* [Problem to work on]: Scan the entries below for the word "OpenLibraryAdapter". Copy out every line in which it occurs.
**** Given records ****
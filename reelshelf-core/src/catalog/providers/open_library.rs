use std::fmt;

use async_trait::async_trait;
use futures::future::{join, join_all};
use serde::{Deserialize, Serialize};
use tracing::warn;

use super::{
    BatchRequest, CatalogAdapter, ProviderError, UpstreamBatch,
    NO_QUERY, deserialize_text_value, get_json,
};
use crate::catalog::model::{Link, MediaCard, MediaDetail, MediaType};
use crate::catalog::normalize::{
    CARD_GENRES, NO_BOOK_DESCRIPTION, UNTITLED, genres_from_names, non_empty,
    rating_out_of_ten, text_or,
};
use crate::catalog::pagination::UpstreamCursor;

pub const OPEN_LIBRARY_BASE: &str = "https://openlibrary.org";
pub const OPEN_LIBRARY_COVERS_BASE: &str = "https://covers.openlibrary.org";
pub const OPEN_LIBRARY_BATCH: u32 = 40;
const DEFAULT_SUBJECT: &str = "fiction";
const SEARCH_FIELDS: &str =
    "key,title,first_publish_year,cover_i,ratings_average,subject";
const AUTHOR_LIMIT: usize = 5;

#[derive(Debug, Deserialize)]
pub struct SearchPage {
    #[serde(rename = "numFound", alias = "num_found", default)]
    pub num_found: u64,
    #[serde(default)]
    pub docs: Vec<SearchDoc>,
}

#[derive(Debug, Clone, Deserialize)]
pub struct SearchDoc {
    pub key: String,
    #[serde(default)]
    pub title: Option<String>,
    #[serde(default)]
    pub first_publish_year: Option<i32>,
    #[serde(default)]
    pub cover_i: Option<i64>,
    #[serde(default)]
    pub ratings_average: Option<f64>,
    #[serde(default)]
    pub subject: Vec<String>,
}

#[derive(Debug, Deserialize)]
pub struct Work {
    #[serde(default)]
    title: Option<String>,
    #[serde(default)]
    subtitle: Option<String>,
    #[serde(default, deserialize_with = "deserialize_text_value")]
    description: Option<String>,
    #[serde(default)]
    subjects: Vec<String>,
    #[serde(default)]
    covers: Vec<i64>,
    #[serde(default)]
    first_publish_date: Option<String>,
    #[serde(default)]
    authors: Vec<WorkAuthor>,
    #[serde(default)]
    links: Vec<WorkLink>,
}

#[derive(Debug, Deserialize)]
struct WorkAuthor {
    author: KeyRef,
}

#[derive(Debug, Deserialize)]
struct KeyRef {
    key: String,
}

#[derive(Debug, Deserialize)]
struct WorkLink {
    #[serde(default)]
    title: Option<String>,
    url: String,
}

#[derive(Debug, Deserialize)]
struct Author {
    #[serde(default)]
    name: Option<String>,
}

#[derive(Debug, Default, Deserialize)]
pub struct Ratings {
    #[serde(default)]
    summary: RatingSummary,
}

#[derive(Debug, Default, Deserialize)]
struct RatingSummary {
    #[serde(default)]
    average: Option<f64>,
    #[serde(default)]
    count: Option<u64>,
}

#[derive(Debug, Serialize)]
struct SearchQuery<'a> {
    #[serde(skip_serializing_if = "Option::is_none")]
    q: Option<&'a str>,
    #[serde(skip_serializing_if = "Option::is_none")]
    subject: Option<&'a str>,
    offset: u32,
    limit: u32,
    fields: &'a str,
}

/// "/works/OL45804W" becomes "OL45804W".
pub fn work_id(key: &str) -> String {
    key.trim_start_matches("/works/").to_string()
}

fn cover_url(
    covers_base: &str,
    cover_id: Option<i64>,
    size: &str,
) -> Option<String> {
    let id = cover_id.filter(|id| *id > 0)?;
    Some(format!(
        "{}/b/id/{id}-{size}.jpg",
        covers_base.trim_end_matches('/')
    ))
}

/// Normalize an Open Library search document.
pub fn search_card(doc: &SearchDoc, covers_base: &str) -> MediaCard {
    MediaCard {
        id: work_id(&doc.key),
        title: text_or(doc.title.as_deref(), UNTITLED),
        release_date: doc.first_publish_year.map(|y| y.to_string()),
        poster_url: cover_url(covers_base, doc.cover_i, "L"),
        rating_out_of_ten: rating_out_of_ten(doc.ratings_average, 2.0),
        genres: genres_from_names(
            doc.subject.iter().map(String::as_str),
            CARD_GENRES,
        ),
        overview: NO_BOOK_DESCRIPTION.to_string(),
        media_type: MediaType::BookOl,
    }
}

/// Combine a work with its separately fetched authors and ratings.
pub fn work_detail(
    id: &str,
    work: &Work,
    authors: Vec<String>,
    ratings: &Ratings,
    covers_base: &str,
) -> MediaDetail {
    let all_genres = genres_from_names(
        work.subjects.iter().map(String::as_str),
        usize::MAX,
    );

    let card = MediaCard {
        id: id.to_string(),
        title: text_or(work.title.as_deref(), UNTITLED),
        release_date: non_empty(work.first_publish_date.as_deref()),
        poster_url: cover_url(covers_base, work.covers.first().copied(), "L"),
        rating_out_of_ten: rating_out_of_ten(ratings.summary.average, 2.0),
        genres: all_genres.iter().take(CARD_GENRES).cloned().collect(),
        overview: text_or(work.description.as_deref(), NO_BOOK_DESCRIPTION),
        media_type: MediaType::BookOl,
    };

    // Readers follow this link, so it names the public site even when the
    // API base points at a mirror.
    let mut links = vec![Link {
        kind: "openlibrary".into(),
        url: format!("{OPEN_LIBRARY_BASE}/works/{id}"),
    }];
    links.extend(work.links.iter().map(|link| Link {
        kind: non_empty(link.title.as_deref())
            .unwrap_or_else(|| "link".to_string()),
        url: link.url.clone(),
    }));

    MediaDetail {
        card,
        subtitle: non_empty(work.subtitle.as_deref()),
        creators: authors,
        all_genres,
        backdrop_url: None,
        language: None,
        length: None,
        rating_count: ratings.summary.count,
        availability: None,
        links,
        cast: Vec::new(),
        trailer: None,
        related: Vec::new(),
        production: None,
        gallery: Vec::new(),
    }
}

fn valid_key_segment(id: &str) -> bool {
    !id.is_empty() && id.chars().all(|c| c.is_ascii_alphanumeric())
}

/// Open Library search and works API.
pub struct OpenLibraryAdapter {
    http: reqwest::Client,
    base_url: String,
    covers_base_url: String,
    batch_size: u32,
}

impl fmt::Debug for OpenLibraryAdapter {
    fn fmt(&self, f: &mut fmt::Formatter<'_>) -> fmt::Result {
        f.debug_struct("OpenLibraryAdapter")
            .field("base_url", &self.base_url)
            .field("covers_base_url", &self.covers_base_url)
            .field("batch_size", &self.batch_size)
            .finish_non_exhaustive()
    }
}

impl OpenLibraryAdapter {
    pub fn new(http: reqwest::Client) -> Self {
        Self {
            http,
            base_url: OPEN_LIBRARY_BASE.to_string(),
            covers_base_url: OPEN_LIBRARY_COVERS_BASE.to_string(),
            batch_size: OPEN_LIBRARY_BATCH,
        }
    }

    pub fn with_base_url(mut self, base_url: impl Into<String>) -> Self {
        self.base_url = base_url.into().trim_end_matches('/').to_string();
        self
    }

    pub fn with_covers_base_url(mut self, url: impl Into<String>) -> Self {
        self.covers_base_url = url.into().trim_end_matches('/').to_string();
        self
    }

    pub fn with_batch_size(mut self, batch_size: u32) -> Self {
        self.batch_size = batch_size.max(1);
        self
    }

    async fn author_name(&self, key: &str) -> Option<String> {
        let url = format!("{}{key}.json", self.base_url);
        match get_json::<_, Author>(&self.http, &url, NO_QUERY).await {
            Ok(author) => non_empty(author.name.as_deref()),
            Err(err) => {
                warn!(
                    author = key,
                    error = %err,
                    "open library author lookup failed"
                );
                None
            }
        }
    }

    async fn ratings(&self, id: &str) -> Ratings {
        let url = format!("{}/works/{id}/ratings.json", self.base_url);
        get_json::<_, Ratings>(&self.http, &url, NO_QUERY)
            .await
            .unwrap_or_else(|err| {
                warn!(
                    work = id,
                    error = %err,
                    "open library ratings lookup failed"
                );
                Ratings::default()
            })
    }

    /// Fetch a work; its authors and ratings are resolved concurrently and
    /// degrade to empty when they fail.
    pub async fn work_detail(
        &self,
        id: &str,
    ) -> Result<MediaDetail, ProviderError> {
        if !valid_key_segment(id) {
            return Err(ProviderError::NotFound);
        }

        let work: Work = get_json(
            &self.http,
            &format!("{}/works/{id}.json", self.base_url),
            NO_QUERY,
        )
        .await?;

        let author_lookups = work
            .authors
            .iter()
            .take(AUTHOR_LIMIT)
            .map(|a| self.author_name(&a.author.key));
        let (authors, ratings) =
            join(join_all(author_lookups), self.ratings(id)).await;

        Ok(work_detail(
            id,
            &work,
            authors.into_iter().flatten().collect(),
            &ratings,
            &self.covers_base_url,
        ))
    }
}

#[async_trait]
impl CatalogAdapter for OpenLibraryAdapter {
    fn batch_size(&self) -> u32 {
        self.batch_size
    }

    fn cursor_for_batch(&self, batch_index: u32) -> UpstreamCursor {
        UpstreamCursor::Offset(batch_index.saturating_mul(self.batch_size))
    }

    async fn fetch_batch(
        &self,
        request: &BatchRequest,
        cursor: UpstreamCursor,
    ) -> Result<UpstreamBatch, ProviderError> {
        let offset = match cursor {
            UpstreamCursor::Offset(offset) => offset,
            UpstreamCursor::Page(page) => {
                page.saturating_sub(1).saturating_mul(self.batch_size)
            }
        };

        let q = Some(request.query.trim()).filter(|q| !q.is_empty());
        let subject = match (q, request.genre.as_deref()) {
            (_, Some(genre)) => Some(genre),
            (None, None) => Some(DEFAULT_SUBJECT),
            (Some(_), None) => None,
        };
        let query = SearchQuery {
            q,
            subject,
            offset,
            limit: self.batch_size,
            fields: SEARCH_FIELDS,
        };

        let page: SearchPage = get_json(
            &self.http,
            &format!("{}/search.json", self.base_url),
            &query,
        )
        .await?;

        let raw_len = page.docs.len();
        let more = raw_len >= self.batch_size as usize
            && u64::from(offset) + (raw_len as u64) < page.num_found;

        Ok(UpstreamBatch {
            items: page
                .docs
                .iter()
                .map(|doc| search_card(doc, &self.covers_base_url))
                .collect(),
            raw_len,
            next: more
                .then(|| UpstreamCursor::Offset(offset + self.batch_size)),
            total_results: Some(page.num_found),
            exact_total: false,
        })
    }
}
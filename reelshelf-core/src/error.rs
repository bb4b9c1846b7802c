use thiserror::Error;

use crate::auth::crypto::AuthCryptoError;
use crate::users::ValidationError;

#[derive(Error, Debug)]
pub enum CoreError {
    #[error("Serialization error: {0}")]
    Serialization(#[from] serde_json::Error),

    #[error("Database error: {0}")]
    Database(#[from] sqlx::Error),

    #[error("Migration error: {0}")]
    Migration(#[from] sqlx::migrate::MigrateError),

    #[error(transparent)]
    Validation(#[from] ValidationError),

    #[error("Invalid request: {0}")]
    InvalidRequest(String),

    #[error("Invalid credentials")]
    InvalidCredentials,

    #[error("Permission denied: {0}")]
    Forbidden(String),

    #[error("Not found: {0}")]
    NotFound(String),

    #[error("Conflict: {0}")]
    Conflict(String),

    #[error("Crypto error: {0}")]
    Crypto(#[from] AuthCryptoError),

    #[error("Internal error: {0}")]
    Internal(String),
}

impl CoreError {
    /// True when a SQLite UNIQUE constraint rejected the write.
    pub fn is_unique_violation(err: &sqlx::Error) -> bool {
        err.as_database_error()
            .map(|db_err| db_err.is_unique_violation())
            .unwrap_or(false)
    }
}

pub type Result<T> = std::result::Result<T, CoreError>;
****
**** Given records ****
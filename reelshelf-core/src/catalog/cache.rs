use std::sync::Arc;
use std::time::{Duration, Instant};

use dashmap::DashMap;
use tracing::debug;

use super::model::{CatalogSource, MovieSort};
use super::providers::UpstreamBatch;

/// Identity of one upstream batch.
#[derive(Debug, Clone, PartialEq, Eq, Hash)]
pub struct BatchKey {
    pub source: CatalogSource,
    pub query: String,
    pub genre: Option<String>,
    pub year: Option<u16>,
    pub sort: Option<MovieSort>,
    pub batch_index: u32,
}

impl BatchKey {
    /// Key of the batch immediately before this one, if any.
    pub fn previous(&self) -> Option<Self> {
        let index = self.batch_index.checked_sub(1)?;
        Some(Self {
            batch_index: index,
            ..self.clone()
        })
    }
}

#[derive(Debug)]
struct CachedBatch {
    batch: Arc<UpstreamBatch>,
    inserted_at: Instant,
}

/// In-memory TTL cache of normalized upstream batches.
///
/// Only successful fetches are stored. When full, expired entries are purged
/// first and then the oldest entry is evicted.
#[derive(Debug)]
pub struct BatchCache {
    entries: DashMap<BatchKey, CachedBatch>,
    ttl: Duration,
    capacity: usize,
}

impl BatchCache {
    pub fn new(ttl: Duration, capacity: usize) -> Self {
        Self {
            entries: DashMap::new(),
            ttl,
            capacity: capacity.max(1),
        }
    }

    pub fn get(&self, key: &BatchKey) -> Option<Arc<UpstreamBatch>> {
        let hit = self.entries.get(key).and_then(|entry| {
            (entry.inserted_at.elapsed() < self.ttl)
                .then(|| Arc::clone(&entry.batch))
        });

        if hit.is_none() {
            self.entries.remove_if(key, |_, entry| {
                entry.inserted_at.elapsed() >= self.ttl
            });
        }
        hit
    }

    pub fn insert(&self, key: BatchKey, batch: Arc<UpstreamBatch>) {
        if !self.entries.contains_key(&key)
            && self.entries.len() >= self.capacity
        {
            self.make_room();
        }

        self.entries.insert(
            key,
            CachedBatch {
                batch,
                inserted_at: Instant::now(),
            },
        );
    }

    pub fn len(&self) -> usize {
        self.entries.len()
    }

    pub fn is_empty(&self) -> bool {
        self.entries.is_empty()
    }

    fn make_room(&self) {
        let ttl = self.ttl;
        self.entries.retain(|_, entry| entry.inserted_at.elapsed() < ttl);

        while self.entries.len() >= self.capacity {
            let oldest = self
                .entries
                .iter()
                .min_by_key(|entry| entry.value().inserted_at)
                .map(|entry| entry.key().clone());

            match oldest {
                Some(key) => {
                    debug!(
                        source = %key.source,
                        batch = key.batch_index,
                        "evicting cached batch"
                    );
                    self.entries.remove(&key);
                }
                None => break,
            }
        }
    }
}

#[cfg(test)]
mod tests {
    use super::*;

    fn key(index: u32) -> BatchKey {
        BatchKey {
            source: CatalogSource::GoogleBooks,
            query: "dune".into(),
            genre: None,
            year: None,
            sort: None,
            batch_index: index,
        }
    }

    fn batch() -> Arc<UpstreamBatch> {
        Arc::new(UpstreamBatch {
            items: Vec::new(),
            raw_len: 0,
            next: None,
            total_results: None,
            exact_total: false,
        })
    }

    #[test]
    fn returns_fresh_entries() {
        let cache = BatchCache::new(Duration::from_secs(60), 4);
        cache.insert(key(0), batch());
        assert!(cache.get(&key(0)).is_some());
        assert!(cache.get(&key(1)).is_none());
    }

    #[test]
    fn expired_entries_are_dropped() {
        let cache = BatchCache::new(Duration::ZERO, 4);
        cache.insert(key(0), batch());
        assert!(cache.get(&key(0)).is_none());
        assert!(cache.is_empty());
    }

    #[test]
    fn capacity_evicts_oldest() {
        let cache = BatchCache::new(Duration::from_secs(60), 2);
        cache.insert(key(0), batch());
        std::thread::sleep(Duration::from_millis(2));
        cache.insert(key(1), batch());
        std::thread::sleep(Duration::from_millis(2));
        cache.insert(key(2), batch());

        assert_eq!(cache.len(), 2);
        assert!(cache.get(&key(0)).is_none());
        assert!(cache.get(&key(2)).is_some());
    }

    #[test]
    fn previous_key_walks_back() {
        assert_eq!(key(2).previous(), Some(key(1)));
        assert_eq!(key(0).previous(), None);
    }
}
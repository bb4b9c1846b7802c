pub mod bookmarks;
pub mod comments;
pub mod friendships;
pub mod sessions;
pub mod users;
****
**** Given records ****
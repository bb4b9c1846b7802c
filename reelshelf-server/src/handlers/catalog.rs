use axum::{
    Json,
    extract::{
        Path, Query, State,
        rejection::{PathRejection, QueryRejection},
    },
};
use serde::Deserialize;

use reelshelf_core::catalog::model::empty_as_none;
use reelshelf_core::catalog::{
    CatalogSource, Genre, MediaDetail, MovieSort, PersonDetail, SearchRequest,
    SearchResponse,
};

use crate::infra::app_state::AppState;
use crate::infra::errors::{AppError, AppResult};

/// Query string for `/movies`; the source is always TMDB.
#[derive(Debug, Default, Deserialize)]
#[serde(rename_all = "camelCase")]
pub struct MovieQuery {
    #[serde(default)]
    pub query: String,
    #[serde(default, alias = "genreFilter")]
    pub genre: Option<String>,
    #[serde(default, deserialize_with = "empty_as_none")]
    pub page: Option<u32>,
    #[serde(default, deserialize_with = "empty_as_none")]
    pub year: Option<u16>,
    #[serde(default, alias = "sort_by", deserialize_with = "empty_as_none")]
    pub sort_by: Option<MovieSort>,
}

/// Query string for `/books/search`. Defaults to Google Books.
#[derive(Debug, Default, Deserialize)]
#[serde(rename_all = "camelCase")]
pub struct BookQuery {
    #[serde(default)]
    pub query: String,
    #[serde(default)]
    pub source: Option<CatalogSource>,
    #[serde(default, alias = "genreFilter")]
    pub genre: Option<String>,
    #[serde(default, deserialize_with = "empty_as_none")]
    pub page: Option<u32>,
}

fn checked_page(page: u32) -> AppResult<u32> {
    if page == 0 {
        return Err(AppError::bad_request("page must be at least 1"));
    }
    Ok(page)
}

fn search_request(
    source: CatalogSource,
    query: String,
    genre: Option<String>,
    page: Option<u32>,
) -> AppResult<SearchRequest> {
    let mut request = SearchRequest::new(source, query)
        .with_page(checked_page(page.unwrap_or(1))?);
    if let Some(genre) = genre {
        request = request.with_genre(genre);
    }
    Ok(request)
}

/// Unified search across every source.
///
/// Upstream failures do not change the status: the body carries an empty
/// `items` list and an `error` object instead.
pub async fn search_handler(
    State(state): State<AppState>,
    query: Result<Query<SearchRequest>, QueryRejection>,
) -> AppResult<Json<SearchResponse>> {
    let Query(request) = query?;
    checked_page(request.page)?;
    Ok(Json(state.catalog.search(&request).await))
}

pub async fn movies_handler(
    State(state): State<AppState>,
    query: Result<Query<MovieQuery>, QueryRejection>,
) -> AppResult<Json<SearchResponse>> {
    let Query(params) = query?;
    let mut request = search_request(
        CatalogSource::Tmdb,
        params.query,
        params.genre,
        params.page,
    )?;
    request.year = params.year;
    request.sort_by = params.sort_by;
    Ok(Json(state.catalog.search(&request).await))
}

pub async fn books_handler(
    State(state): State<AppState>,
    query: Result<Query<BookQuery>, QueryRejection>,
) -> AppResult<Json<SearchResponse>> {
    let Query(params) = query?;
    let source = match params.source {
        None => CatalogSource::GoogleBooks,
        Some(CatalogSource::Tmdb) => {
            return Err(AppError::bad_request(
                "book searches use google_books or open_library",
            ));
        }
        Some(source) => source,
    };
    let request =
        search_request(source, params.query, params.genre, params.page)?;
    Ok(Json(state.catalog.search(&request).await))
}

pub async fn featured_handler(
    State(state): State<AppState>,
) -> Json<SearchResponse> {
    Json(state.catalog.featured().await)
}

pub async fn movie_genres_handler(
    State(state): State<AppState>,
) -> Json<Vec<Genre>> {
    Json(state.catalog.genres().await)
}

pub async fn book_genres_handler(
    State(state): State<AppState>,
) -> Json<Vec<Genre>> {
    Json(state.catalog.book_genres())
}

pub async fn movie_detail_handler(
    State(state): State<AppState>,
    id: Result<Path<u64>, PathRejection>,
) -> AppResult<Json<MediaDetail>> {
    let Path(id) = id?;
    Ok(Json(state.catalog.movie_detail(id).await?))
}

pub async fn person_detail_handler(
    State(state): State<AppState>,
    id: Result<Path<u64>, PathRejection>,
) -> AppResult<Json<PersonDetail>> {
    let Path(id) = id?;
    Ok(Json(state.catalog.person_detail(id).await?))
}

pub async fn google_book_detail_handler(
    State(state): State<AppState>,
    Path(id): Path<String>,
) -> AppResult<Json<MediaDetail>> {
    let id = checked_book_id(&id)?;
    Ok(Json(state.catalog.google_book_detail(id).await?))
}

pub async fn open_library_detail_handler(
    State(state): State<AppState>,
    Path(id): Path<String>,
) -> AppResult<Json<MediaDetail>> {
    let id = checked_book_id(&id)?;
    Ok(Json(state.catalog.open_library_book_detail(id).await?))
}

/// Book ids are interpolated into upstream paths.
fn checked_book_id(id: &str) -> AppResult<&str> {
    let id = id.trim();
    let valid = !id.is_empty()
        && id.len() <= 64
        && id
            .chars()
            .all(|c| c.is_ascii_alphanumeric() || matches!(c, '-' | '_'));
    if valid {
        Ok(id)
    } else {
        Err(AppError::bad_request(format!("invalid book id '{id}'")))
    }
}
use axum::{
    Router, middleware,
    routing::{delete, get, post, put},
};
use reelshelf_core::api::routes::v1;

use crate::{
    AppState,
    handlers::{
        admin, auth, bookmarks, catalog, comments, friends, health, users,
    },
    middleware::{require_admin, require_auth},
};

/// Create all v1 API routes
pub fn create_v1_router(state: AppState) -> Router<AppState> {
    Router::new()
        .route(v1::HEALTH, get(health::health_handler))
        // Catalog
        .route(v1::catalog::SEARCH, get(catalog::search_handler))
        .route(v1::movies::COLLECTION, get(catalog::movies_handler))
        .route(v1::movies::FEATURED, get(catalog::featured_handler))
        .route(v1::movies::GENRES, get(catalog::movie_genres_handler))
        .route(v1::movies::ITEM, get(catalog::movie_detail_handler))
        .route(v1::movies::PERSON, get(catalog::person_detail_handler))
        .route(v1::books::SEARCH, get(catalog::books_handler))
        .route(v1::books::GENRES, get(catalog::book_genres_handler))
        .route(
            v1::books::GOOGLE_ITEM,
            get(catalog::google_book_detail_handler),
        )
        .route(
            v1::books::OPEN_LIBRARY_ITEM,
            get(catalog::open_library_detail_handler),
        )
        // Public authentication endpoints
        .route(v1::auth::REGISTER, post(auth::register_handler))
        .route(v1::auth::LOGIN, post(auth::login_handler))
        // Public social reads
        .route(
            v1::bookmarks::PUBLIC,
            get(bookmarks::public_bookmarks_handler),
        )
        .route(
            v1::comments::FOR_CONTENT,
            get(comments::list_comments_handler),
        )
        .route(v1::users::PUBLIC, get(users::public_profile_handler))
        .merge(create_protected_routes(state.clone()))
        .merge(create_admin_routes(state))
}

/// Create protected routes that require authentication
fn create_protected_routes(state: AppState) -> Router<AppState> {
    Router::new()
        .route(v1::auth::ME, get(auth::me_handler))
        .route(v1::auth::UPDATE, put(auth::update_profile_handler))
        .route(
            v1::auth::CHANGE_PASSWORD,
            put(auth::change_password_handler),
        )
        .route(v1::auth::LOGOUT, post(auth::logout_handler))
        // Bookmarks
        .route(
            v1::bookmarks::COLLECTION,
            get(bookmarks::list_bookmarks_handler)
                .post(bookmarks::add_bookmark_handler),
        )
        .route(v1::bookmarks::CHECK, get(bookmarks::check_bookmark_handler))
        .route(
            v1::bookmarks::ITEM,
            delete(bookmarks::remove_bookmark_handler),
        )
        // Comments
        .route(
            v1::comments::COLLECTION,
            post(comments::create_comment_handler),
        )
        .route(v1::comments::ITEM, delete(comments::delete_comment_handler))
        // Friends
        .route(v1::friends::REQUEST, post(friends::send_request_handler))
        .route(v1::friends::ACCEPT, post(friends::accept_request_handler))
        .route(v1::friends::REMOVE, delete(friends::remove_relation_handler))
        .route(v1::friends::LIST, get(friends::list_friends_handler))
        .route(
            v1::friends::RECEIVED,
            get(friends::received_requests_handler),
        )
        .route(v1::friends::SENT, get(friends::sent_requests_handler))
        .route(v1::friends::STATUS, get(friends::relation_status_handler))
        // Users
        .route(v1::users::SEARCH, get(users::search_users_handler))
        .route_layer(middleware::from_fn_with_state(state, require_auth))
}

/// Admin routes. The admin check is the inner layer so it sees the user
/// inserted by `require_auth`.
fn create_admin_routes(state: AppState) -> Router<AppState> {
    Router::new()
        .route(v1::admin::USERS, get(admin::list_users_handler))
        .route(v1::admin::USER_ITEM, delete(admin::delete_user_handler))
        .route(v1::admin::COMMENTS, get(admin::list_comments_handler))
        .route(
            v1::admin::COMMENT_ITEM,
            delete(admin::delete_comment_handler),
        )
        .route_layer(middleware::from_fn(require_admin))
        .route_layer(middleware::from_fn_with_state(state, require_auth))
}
****
* [Written answer]:
pub struct OpenLibraryAdapter {
impl fmt::Debug for OpenLibraryAdapter {
        f.debug_struct("OpenLibraryAdapter")
impl OpenLibraryAdapter {
impl CatalogAdapter for OpenLibraryAdapter {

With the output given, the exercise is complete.